Lowe cited low productivity, dependence on rain-fed production systems with only one growing season, and limited use of irrigation as some of the impediments.
The minister made the sentiments when he opened the policy research seminar on the future of smallholder farming in Malawi.
The seminar was jointly organized by Malawi Agriculture Policy Advancement and Transformation Agenda (MwAPATA) and the National Smallholder Farmers’ Association of Malawi (NASFAM).
The major objective of the seminar was to explore transition pathways and strategies for smallholder farmers.
The minister emphasized that smallholders are diverse and there is a need for different combinations of policy strategies to help tackle the challenges that they face.
“As you are aware, agriculture remains the key sector of Malawi’s economy. It is vital for the livelihoods of most Malawians. Agriculture is important for household and national food, income, and nutrition security. Over the years, we have all noticed that this important sector is being challenged by persistent emerging problems like that of climate change which are impacting on the contributions of the sector towards Malawi’s development agenda. In addition, now, we have this new Covid-19 challenge. It is for this reason, with a clear understanding that we all have to address these challenges and develop resilience,” said Lowe.
The minister acknowledged that smallholder farmers play a significant role in the economy of this country as they tend to spend their incomes on locally produced goods and services, therefore stimulating the rural non-farm economy and creating additional jobs.
He said it is against this background that the government has been advancing agricultural transformation, which is well articulated in the recently launched Malawi 2063, and also elaborated in the National Agriculture Policy (NAP).
“NAP guides all sector players towards increasing production, productivity, and real farm incomes. We now have an opportunity to contribute to new policy as the policy is drawing to an end. My Ministry will be looking forward to receiving and engaging in dialogue on the outcomes from this seminar. Moreover, my ministry realized that there is a need to have a coordinated approach to agricultural development and in conformance to the Malabo Declaration developed the National Agricultural Investment Plan (NAIP),” said Lowe.
Apparently, NAIP prioritizes interventions aiming at enhancing market access, value addition, trade, and access to finance among other priorities.
Lowe therefore said he was pleased that the seminar had drawn together institutions and more so representatives of smallholder farmers who will share ideas on aligning their programmes to these NAIP focus areas.
In her presentation, NASFAM Head of Policy and Communication, Beatrice Makwenda, said lack of or limited access to capital and mechanization, right inputs and extension advisories are other challenges affected agricultural productivity in the country.

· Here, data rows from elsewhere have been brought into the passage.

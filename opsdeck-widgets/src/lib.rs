//! Form widgets for opsdeck screens
//!
//! Widgets implement `Component<A>` and emit actions through callback
//! functions passed in their props. Most of them are read-only renderers.
//!
//! - [`render_form_group`]: label with an optional required marker
//! - [`TextField`]: single line, multi line or masked value
//! - [`Select`] / [`MultiSelect`]: collapsed dropdown and chip list
//! - [`SelectList`]: option list with highlight and selection marker
//! - [`render_modal`]: titled overlay over a dimmed background
//!
//! ```ignore
//! use opsdeck_widgets::{SelectList, SelectListProps};
//!
//! let mut list = SelectList::default();
//! list.render(frame, area, SelectListProps {
//!     items: &names,
//!     highlighted: state.highlighted,
//!     selected: state.selected_index(),
//!     is_focused: true,
//!     show_border: true,
//!     on_highlight: Action::LookupHighlight,
//!     on_select: Action::LookupSelect,
//! });
//! ```

mod form_group;
mod modal;
mod select;
mod select_list;
mod text_field;

pub use form_group::{render_form_group, FormGroupProps, REQUIRED_MARKER};
pub use modal::{centered_rect, dim_buffer, render_modal, ModalStyle};
pub use select::{MultiSelect, MultiSelectProps, Select, SelectProps};
pub use select_list::{SelectList, SelectListProps, SELECTED_MARKER};
pub use text_field::{TextField, TextFieldProps, TextVariant, MASK_CHAR};

/// Prelude for convenient imports
pub mod prelude {
    pub use crate::{
        centered_rect, render_form_group, render_modal, FormGroupProps, ModalStyle, MultiSelect,
        MultiSelectProps, Select, SelectList, SelectListProps, SelectProps, TextField,
        TextFieldProps, TextVariant,
    };
}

Makwenda also lamented the inter and intra season price volatility of the agricultural produce on the markets as another factor negatively affecting smallholder farmers.
She therefore called for the strengthening of institutional governance at all levels, women representation and cultivation of meaningful partnerships aligned to strategic goals.
However, Makwenda emphasized that there is still room for growth of the sector.